— Problem to solve —
Each line of the data below that holds the word "half" is to be reported in full.

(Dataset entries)

──────

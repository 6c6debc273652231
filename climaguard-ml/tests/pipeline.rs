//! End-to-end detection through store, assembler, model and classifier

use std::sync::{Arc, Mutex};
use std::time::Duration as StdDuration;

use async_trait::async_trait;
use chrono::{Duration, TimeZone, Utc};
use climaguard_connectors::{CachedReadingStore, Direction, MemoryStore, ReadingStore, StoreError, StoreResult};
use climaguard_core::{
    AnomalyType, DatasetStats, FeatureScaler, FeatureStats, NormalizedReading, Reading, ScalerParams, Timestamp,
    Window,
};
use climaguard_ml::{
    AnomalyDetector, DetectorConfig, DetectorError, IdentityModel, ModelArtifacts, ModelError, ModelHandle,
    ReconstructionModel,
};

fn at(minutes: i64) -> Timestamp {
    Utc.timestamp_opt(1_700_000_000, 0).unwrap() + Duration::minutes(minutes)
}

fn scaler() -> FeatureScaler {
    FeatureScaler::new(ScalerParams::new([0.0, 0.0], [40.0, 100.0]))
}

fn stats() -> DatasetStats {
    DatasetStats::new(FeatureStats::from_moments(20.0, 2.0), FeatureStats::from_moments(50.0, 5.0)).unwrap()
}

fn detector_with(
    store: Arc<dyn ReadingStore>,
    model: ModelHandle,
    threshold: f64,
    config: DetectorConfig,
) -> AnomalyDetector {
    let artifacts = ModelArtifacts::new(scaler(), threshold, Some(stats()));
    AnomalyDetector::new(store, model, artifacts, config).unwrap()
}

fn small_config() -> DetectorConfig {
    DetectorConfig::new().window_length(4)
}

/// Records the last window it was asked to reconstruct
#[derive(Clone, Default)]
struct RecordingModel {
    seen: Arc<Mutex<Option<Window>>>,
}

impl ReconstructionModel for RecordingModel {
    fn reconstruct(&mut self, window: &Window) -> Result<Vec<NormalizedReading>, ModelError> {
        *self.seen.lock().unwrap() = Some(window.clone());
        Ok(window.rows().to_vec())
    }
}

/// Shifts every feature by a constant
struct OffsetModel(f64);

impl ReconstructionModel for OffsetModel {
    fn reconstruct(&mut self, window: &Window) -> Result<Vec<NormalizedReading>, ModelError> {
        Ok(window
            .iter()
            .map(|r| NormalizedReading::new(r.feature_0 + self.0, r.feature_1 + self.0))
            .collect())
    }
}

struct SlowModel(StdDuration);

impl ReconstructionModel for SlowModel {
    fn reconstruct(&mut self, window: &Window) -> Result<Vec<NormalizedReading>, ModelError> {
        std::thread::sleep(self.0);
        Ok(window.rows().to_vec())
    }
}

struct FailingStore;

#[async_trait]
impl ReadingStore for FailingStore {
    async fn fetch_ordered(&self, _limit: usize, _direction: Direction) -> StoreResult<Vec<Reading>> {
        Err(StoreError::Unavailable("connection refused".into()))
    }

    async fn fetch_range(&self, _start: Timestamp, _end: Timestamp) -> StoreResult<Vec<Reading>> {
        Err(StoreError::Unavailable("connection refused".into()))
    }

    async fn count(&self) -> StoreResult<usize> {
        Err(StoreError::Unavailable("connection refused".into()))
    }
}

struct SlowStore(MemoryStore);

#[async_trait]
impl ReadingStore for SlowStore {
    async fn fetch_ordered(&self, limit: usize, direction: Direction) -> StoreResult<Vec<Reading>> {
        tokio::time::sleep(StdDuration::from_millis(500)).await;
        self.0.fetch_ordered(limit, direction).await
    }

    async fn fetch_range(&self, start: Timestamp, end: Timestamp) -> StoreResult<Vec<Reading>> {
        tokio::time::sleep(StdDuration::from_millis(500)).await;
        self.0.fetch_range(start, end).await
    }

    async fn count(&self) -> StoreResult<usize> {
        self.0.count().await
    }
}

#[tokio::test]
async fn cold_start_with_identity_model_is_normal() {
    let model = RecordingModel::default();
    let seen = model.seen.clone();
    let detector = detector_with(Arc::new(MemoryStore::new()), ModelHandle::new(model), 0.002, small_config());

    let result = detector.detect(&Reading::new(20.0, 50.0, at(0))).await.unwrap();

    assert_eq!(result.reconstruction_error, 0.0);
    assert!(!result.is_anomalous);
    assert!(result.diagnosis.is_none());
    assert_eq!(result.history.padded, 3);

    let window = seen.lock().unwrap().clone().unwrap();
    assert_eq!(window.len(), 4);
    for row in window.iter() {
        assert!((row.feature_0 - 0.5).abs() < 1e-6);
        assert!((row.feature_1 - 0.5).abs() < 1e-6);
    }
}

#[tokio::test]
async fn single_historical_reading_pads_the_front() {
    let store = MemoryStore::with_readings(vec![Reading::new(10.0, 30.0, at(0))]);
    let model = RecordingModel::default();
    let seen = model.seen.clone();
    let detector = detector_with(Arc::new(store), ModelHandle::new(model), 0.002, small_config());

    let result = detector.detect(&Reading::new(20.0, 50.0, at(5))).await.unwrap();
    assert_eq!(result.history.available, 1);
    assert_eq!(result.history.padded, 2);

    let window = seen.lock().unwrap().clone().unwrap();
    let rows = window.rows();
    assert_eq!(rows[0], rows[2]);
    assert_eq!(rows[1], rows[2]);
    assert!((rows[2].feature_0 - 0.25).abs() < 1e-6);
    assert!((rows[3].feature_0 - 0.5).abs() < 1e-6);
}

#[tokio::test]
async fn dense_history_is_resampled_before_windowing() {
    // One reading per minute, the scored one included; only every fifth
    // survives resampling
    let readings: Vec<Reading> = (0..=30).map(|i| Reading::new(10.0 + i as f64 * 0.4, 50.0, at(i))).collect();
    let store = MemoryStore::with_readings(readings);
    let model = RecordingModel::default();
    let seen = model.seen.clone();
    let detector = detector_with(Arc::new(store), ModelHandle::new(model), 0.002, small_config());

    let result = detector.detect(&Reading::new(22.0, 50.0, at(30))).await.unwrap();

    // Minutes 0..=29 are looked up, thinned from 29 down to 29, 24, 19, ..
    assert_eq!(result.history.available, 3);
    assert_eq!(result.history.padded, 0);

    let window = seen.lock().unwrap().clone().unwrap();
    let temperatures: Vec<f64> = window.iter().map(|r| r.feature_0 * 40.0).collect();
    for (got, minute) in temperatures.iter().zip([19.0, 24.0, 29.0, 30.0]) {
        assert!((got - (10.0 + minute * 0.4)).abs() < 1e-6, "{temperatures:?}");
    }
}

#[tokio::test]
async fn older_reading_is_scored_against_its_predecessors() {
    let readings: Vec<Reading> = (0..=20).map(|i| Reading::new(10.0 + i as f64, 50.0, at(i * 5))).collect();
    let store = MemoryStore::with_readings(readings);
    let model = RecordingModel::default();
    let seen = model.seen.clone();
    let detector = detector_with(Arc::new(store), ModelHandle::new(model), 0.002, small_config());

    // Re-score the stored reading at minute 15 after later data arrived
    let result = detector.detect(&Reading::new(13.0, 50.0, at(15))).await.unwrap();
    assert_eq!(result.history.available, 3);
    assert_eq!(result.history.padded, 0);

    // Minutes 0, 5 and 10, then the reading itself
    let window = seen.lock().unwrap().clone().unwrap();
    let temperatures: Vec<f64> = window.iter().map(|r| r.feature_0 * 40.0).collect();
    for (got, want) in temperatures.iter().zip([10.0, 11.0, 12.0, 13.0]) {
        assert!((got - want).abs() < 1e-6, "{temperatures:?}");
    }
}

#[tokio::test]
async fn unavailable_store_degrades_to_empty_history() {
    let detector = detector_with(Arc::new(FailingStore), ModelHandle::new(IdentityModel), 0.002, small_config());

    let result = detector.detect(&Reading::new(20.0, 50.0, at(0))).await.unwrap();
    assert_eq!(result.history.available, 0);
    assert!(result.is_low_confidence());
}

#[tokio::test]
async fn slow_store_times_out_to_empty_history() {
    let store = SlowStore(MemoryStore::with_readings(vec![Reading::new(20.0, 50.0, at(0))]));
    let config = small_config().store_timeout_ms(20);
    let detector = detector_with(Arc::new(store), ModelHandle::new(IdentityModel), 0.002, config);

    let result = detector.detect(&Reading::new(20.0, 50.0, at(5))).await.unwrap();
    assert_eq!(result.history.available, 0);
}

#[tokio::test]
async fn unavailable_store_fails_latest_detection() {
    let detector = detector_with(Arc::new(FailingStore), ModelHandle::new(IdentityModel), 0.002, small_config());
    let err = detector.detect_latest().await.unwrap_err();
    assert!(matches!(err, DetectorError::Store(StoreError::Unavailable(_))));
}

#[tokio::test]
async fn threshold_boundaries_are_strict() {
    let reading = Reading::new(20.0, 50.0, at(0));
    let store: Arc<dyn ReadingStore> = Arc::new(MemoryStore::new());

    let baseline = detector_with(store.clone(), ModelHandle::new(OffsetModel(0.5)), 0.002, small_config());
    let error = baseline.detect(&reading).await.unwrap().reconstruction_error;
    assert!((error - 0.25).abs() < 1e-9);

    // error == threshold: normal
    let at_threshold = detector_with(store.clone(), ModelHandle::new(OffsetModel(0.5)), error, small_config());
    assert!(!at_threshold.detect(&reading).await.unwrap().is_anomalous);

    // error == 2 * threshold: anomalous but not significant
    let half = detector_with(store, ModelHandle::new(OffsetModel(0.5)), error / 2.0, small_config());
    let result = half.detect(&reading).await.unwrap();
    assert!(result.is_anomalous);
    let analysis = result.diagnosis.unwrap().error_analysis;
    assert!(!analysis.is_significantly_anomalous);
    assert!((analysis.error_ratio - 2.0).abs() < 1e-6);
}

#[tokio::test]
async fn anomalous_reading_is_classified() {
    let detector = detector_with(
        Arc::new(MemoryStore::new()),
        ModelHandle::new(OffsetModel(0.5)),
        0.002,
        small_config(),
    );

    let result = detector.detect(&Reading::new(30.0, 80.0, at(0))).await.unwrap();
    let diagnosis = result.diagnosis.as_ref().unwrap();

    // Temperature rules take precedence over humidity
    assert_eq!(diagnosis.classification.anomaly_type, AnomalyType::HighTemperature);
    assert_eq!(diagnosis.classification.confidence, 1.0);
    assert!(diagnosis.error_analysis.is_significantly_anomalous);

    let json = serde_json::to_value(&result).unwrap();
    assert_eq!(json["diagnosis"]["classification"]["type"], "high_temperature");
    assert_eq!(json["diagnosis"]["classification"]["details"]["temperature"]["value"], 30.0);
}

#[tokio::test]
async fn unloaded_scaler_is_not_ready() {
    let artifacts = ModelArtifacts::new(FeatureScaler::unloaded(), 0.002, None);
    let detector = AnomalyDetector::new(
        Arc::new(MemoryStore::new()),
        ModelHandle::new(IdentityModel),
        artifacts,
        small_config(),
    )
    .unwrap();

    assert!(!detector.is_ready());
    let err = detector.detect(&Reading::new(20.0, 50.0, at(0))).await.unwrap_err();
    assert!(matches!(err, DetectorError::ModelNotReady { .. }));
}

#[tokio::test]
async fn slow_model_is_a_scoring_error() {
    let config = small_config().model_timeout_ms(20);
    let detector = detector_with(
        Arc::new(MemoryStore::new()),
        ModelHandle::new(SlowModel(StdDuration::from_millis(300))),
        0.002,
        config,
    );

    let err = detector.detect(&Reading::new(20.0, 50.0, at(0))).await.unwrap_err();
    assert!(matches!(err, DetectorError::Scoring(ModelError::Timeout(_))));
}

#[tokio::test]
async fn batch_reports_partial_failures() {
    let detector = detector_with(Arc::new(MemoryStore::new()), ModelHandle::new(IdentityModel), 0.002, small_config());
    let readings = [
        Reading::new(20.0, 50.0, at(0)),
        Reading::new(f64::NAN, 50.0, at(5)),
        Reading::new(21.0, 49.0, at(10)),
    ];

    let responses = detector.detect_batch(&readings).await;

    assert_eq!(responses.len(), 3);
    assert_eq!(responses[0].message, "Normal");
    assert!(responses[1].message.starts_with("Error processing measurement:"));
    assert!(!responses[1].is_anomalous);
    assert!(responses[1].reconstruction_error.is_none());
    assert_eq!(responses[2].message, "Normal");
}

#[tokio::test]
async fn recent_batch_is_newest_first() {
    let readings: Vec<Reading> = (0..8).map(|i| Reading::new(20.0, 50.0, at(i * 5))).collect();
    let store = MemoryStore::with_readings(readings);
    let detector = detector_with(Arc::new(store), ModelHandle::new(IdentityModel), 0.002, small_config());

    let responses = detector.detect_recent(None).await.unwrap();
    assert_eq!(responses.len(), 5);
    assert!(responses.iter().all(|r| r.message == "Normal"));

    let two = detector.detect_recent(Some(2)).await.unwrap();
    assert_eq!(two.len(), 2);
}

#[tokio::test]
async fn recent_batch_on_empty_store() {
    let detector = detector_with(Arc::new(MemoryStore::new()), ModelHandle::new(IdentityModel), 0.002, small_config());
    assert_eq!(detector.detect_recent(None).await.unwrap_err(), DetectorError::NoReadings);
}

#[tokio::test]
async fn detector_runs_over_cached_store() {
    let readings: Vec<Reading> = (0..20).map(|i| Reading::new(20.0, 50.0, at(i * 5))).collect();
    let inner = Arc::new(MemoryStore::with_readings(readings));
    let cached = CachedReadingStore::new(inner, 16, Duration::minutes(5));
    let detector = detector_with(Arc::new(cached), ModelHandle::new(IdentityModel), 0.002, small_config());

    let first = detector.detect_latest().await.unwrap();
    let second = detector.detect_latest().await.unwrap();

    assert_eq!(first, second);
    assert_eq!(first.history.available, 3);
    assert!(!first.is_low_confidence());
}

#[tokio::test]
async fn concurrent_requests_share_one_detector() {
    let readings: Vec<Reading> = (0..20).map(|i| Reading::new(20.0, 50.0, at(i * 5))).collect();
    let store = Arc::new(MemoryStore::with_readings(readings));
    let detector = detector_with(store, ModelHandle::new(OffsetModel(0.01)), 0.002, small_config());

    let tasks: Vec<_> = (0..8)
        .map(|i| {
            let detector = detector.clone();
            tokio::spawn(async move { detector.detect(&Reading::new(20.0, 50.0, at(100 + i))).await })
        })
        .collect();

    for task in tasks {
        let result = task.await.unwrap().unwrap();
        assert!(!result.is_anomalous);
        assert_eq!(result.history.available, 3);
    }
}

──────

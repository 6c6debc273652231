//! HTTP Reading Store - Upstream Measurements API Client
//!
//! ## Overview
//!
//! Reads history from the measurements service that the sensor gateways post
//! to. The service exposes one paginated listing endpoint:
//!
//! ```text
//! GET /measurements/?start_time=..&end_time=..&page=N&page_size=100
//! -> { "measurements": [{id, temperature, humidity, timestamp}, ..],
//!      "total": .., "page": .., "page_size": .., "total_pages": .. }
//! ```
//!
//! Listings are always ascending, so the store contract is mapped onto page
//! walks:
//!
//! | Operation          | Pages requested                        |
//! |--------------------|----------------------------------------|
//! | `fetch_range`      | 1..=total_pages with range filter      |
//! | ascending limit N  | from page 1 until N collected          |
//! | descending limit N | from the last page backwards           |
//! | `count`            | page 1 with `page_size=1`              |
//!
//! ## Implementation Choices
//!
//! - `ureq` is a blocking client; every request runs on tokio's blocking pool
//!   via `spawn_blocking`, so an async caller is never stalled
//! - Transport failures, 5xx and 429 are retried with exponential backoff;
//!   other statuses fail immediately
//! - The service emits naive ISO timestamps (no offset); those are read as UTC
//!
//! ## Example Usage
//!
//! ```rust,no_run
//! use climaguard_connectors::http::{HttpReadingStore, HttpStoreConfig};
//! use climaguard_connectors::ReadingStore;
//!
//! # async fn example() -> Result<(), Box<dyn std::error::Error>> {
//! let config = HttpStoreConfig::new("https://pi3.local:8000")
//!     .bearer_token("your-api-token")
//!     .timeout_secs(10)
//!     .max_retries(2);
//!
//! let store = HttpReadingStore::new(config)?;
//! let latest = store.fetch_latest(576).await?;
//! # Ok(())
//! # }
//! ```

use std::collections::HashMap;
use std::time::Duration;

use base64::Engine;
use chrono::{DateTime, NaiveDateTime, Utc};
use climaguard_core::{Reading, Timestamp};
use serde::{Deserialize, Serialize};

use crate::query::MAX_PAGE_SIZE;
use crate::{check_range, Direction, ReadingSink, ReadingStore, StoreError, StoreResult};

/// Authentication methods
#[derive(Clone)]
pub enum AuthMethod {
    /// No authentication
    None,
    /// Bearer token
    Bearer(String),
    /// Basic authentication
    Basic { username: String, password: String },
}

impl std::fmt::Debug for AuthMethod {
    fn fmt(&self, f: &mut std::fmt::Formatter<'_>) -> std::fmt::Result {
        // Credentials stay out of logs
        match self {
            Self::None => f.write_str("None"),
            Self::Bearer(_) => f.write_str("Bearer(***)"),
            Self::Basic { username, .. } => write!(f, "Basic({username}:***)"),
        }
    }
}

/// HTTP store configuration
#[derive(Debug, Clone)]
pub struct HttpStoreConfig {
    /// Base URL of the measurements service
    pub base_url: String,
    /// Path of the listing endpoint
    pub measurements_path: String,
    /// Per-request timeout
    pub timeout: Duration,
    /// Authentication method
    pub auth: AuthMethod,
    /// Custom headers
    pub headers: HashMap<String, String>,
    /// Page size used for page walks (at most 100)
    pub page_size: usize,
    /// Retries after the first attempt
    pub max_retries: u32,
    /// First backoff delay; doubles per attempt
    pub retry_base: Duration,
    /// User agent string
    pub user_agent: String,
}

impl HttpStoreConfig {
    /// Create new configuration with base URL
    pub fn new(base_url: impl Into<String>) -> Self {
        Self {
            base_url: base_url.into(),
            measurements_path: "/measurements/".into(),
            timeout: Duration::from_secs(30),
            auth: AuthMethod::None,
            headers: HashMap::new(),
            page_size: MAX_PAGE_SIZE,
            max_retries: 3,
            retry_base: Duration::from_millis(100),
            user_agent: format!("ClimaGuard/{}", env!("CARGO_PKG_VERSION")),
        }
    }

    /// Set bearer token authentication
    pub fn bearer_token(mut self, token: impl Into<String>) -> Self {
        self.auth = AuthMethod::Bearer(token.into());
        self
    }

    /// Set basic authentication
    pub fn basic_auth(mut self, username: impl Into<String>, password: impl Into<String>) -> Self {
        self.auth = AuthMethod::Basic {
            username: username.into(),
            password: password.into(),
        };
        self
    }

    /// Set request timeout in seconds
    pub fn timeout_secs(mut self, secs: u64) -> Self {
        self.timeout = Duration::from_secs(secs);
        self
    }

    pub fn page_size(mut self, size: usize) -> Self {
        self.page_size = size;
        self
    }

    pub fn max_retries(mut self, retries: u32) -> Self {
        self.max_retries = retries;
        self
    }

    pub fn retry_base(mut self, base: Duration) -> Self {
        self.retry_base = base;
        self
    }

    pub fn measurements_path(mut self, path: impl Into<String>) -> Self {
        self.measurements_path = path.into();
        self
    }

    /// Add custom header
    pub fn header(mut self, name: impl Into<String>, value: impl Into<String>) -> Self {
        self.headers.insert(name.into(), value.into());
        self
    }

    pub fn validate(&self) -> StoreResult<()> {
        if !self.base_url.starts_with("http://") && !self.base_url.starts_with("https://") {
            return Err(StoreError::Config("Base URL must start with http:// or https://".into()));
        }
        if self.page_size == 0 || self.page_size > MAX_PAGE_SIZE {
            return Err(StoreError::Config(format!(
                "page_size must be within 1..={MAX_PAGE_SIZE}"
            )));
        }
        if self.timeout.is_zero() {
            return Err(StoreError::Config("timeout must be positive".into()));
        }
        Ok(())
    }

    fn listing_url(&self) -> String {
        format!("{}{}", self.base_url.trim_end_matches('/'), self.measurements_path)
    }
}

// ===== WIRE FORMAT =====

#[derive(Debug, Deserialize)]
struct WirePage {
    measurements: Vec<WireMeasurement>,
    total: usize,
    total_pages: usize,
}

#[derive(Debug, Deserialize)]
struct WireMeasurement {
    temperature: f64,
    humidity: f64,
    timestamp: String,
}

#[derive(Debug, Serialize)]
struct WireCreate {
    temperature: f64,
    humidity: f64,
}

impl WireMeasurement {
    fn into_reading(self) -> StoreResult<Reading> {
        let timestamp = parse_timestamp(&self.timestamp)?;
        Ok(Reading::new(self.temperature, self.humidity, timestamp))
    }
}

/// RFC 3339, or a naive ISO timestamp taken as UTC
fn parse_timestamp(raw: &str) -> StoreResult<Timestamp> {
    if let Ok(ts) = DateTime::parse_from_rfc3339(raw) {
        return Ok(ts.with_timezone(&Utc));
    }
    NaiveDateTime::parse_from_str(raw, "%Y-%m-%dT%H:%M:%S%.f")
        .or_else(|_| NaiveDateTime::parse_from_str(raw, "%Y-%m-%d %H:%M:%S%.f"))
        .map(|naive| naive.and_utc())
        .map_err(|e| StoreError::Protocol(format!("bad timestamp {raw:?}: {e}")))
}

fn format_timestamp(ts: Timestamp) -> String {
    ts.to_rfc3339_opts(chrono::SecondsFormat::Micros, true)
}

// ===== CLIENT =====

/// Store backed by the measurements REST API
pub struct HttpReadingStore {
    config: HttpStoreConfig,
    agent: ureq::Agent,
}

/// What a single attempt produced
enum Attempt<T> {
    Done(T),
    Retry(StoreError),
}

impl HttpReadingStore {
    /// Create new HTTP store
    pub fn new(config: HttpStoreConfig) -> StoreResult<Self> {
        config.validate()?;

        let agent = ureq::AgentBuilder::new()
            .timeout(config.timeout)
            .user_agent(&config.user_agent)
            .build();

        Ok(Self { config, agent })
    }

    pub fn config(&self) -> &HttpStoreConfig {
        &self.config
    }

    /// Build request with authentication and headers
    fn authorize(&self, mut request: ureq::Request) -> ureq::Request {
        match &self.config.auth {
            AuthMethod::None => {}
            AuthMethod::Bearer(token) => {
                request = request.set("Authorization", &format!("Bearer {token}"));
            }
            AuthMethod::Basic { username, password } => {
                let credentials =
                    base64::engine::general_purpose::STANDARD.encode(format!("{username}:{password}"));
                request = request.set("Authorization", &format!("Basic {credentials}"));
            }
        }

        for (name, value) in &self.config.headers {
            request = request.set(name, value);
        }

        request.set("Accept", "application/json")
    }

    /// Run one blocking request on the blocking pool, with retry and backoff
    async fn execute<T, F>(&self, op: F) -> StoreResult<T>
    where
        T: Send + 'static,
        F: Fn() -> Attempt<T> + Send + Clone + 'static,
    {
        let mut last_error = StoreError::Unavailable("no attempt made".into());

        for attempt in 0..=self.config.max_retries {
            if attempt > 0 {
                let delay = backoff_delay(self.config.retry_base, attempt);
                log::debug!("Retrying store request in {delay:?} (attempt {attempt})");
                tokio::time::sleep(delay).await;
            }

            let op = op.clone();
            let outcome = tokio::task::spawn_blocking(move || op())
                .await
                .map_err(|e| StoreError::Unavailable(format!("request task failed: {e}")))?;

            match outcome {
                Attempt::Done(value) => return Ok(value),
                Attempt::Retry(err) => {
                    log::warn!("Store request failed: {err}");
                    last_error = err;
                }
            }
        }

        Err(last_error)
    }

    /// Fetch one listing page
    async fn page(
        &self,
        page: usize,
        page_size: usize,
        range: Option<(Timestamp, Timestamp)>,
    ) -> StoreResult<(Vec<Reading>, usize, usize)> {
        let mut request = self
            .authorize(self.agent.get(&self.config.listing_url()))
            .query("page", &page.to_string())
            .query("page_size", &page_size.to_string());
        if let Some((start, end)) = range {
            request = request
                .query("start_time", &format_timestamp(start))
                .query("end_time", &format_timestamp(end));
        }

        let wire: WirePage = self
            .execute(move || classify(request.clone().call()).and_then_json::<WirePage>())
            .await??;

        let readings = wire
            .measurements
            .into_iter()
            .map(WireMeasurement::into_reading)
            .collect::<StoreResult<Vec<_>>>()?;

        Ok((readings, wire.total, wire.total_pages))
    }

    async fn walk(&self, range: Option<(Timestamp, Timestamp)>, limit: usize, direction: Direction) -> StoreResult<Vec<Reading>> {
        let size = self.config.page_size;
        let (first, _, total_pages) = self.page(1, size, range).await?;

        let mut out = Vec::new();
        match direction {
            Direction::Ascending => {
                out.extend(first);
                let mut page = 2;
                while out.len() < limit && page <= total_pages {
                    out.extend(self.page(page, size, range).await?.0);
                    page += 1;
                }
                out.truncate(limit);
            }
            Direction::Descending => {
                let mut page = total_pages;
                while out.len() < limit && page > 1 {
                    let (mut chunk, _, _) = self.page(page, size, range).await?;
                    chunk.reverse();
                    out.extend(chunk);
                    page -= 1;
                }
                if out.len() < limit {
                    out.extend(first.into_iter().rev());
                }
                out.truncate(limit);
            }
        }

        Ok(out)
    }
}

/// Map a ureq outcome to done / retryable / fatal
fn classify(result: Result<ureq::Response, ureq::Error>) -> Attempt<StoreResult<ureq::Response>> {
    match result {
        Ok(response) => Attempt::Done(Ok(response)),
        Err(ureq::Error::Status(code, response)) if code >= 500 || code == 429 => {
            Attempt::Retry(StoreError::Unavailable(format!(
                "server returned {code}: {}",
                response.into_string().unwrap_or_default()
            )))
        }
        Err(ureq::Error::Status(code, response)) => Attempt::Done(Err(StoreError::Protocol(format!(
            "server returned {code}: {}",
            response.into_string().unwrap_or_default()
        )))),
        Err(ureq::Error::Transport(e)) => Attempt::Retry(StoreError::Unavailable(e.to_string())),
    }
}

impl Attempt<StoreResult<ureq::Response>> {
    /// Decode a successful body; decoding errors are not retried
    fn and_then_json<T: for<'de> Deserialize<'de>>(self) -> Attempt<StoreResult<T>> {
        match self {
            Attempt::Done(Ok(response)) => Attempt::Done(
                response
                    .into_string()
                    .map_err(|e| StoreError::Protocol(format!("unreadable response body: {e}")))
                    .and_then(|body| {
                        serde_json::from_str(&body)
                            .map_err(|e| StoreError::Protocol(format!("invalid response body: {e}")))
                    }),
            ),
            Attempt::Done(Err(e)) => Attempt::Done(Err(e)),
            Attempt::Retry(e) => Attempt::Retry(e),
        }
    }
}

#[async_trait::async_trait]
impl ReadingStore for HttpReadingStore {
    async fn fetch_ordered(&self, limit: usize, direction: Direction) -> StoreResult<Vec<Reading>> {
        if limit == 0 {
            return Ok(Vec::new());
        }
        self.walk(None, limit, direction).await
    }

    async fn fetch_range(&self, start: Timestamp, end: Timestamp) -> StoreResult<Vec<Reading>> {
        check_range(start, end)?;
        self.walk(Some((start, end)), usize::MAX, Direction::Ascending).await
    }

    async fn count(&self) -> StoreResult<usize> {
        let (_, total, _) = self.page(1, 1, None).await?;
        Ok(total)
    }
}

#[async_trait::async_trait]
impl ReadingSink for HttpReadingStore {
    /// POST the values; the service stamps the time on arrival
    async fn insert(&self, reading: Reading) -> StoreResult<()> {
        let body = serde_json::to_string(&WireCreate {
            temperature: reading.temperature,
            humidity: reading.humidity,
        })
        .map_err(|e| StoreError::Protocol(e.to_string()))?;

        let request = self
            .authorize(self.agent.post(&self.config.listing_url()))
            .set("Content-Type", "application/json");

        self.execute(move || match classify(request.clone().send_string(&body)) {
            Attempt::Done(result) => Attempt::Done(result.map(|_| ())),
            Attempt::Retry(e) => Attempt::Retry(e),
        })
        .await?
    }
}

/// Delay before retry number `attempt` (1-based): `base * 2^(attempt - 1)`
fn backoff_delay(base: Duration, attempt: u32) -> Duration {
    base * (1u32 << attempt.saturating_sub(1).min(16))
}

──────

— Expected answer —
    let half = detector_with(store, ModelHandle::new(OffsetModel(0.5)), error / 2.0, small_config());
    let result = half.detect(&reading).await.unwrap();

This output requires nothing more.